569milliards

En 2014, les immigrés à travers le monde ont transféré 569 milliards USD vers leurs pays d’origine (graphique 1.7). L’essentiel des fonds (70 % du total en 2014) a été envoyé vers l’Asie et les pays de l’OCDE, à hauteur respectivement de 238 milliards USD et 160 milliards USD.

L’Inde (71 milliards USD) et la Chine (64 milliards USD) représentent un quart de tous les transferts. Toutefois, ces flux représentaient en 2013 à peine moins de 4 % et 1 % de leur PIB respectif.

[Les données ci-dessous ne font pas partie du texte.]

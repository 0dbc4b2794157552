//! Output formatting for CLI responses

use anyhow::Error;
use colored::Colorize;
use flightdeck_functions::{BindingEvent, ChangeOrigin};
use flightdeck_interface::InterfaceEvent;
use serde::Serialize;
use serde_json::json;

use crate::error::CliError;

/// Print error in JSON format
pub fn print_error_json(error: &Error) {
    let error_json = json!({
        "success": false,
        "error": {
            "message": error.to_string(),
            "type": error_type_name(error),
        }
    });
    match serde_json::to_string_pretty(&error_json) {
        Ok(s) => println!("{s}"),
        Err(e) => eprintln!("Failed to format error as JSON: {e}"),
    }
}

/// Print error in human-readable format
pub fn print_error_human(error: &Error) {
    eprintln!("{} {}", "Error:".red().bold(), error);

    let mut source = error.source();
    while let Some(err) = source {
        eprintln!("  {} {}", "Caused by:".yellow(), err);
        source = err.source();
    }
}

fn error_type_name(error: &Error) -> &'static str {
    match error.downcast_ref::<CliError>() {
        Some(CliError::ProfileNotFound(_)) => "profile_not_found",
        Some(CliError::ValidationError(_)) => "validation_error",
        Some(CliError::NetworkError(_)) => "network_error",
        Some(CliError::JsonError(_)) => "json_error",
        None => "error",
    }
}

/// Print a success payload as pretty JSON.
pub fn print_json<T: Serialize>(payload: &T) -> Result<(), CliError> {
    println!("{}", serde_json::to_string_pretty(payload)?);
    Ok(())
}

/// Print one interface event.
pub fn print_event(event: &InterfaceEvent, json: bool) -> Result<(), CliError> {
    if json {
        println!("{}", serde_json::to_string(event)?);
        return Ok(());
    }
    match event {
        InterfaceEvent::Connected => println!("{}", "● exporter connected".green()),
        InterfaceEvent::Disconnected => println!("{}", "● exporter disconnected".red()),
        InterfaceEvent::DriverChanged(driver) => println!("driver: {}", driver.bold()),
        InterfaceEvent::VehicleChanged(vehicle) => println!("vehicle: {}", vehicle.bold()),
        InterfaceEvent::SynchronizedChanged(true) => println!("{}", "synchronized".green()),
        InterfaceEvent::SynchronizedChanged(false) => println!("{}", "not synchronized".yellow()),
        InterfaceEvent::Alert(message) => println!("{} {}", "alert:".red().bold(), message),
        InterfaceEvent::Binding(BindingEvent::ValueChanged {
            address,
            value,
            origin,
        }) => {
            let origin = match origin {
                ChangeOrigin::Network => "",
                ChangeOrigin::Action => " (action)",
                ChangeOrigin::Reset => " (reset)",
            };
            println!("  {} = {}{}", address, value, origin.dimmed());
        }
        InterfaceEvent::Binding(BindingEvent::TriggerFired { address, value }) => {
            if value.is_empty() {
                println!("  {} {}", "⚡".yellow(), address);
            } else {
                println!("  {} {} ({})", "⚡".yellow(), address, value);
            }
        }
    }
    Ok(())
}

Les envois de fonds contribuent en revanche considérablement au PIB de certains pays, notamment le Kirghizistan (32 % du PIB en 2013), le Népal (29 %), le Lesotho (24 %), l’Arménie (21 %), Haïti (21 %), la Gambie (20 %), le Libéria (18 %) et le Liban (17 %).

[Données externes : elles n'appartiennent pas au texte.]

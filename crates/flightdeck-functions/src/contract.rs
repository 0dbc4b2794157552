//! The protocol contract shared with the exporter script.
//!
//! Both sides must agree on which element ids exist and how each value is
//! formatted. The contract is derived from a registry, so it inherits its
//! canonical order and regenerating it from an unchanged panel definition
//! yields byte-identical output.

use serde::{Deserialize, Serialize};

use crate::element::DataElement;
use crate::registry::FunctionRegistry;

/// Format used for elements that do not name one.
pub const DEFAULT_OUTPUT_FORMAT: &str = "%0.1f";

#[derive(Debug, Clone, PartialEq, Eq, Serialize, Deserialize)]
pub struct ContractElement {
    pub id: String,
    pub format: String,
    pub every_frame: bool,
}

impl From<DataElement> for ContractElement {
    fn from(element: DataElement) -> Self {
        let format = element.output_format().to_string();
        Self {
            id: element.id,
            format,
            every_frame: element.every_frame,
        }
    }
}

/// Elements of one function.
#[derive(Debug, Clone, PartialEq, Eq, Serialize, Deserialize)]
pub struct ContractFunction {
    pub device: String,
    pub name: String,
    pub elements: Vec<ContractElement>,
}

impl ContractFunction {
    pub fn local_key(&self) -> String {
        format!("{}.{}", self.device, self.name)
    }
}

#[derive(Debug, Clone, PartialEq, Eq, Default, Serialize, Deserialize)]
pub struct ProtocolContract {
    pub functions: Vec<ContractFunction>,
}

impl ProtocolContract {
    pub fn from_registry(registry: &FunctionRegistry) -> Self {
        let functions = registry
            .iter()
            .map(|function| {
                let identity = function.identity();
                ContractFunction {
                    device: identity.device.clone(),
                    name: identity.name.clone(),
                    elements: function
                        .data_elements()
                        .into_iter()
                        .map(ContractElement::from)
                        .collect(),
                }
            })
            .collect();
        Self { functions }
    }

    pub fn element_count(&self) -> usize {
        self.functions.iter().map(|f| f.elements.len()).sum()
    }

    /// Renders the Lua driver tables read by the exporter.
    pub fn to_lua(&self) -> String {
        let mut out = String::new();
        out.push_str("-- Generated by flightdeck; do not edit.\n");
        self.write_table(&mut out, "driver.everyFrameArguments", true);
        out.push('\n');
        self.write_table(&mut out, "driver.arguments", false);
        out
    }

    fn write_table(&self, out: &mut String, table: &str, every_frame: bool) {
        out.push_str(&format!("{table} = {{\n"));
        for function in &self.functions {
            let mut elements = function
                .elements
                .iter()
                .filter(|e| e.every_frame == every_frame)
                .peekable();
            if elements.peek().is_none() {
                continue;
            }
            out.push_str(&format!("    -- {}\n", function.local_key()));
            for element in elements {
                out.push_str(&format!(
                    "    [{}] = {},\n",
                    lua_key(&element.id),
                    lua_string(&element.format)
                ));
            }
        }
        out.push_str("}\n");
    }
}

/// Numeric ids stay bare so the exporter can index by number.
fn lua_key(id: &str) -> String {
    if !id.is_empty() && id.bytes().all(|b| b.is_ascii_digit()) {
        id.to_string()
    } else {
        lua_string(id)
    }
}

fn lua_string(text: &str) -> String {
    let mut quoted = String::with_capacity(text.len() + 2);
    quoted.push('"');
    for c in text.chars() {
        match c {
            '\\' => quoted.push_str("\\\\"),
            '"' => quoted.push_str("\\\""),
            '\n' => quoted.push_str("\\n"),
            _ => quoted.push(c),
        }
    }
    quoted.push('"');
    quoted
}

Les envois de fonds ont doublé entre 2005 et 2014, malgré un certain recul en 2009 dû à la crise économique. On observe la hausse la plus importante en Asie, où les flux de 2014 étaient près de trois fois supérieurs à ceux de 2005. Ils ont également doublé dans les pays européens non-OCDE et en Asie centrale (+116 %), ainsi qu’au Moyen-Orient et en Afrique du Nord (+100 %).

Les fonds envoyés dans les pays de l’OCDE ont augmenté de 58 % pendant la même période, depuis un niveau de départ déjà très élevé en 2005. Cette hausse spectaculaire (quoiqu’à des degrés variables) des envois de fonds pour toutes les régions du monde est liée à la croissance des flux migratoires et des diasporas, mais pourrait aussi s’expliquer par l’évolution des moyens utilisés au fil du temps pour envoyer de l’argent dans les pays d’origine et de la façon dont ces transferts sont comptabilisés dans les balances des paiements dont sont tirées les données permettant de les calculer. Clemens et McKenzie (2014) fournissent un examen utile de cette question dans le cadre d’une analyse concernant l’evidence macroéconomique plutôt limitée de l’impact positif des envois de fonds sur la croissance économique.